Problem to solve:
State how many lines in the listing below contain the word "BackendRegistry", with no other words.
────────
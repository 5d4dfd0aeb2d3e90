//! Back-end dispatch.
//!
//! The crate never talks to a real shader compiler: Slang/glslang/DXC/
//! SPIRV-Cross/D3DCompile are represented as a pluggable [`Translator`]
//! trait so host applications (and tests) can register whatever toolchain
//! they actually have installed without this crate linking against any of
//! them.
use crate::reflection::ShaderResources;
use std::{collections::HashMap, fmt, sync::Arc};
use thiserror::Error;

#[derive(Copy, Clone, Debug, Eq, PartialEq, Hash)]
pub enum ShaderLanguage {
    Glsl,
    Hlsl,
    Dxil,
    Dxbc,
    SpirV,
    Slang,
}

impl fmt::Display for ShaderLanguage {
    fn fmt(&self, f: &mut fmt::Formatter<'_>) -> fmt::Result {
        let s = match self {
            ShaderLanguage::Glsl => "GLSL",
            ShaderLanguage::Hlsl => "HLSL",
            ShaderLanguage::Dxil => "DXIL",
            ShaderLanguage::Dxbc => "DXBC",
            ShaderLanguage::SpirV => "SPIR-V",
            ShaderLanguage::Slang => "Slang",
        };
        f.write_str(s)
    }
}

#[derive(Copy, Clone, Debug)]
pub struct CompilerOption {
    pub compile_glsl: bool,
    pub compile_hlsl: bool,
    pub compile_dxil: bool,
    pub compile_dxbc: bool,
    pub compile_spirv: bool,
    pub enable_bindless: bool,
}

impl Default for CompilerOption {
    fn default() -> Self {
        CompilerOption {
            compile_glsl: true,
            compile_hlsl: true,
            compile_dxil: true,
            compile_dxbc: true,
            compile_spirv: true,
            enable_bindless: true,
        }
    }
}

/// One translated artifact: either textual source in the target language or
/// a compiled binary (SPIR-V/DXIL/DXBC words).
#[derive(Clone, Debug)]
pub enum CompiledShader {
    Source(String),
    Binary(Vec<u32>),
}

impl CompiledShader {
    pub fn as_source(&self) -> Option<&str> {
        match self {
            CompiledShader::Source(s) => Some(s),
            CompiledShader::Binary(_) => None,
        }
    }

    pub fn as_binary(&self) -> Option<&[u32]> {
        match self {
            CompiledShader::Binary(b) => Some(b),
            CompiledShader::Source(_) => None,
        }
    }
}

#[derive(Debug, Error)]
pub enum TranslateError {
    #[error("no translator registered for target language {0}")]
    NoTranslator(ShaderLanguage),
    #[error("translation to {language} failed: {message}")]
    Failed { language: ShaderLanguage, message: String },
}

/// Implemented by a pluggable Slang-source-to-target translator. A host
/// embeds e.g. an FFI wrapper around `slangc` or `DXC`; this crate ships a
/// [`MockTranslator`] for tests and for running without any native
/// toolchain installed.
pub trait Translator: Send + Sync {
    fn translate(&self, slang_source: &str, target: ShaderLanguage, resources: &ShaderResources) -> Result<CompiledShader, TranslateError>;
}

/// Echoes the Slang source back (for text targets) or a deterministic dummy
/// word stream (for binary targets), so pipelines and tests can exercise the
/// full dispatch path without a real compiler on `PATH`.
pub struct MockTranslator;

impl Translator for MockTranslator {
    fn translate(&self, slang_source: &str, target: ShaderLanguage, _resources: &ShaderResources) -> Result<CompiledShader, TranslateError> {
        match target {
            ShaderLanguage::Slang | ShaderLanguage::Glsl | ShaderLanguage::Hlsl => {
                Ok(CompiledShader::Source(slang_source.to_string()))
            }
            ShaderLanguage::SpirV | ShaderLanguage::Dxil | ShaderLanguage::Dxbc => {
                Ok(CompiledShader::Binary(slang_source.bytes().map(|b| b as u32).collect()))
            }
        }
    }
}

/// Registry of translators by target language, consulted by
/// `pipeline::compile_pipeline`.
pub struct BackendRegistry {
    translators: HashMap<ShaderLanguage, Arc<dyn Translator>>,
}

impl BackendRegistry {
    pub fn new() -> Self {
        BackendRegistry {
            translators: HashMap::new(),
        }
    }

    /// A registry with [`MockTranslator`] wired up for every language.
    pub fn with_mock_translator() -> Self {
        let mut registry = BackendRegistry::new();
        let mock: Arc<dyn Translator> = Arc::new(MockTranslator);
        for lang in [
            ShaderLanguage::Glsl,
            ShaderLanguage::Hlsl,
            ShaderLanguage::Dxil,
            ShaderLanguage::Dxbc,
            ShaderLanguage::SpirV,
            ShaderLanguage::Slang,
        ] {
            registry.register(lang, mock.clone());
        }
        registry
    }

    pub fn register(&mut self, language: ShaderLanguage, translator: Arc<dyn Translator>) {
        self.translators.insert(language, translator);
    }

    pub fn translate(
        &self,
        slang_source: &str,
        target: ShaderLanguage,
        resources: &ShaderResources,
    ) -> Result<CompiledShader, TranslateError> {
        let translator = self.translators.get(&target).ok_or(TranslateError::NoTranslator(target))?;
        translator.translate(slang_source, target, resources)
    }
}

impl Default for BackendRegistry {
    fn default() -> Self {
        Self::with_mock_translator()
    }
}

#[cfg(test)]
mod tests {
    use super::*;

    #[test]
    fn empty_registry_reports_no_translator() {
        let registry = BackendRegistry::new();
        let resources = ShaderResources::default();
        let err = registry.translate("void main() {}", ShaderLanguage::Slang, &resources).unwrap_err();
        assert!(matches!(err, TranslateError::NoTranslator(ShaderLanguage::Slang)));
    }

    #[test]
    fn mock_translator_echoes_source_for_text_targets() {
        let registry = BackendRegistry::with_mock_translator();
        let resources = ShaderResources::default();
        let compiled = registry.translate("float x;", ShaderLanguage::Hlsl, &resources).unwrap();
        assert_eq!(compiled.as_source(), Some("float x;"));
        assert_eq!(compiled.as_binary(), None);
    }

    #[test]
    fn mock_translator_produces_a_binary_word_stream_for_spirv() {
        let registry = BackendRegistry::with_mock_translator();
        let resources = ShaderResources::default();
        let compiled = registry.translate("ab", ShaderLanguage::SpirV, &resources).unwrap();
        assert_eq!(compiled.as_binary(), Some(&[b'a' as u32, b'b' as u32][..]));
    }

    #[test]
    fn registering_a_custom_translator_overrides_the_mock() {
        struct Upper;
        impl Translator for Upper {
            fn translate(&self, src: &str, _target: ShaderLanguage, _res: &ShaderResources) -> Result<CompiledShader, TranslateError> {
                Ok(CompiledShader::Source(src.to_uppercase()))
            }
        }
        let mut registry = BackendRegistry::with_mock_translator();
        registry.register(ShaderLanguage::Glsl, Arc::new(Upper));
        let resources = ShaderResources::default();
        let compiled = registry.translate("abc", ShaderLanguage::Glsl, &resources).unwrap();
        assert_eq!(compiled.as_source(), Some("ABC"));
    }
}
────────
Solution for this exercise:
9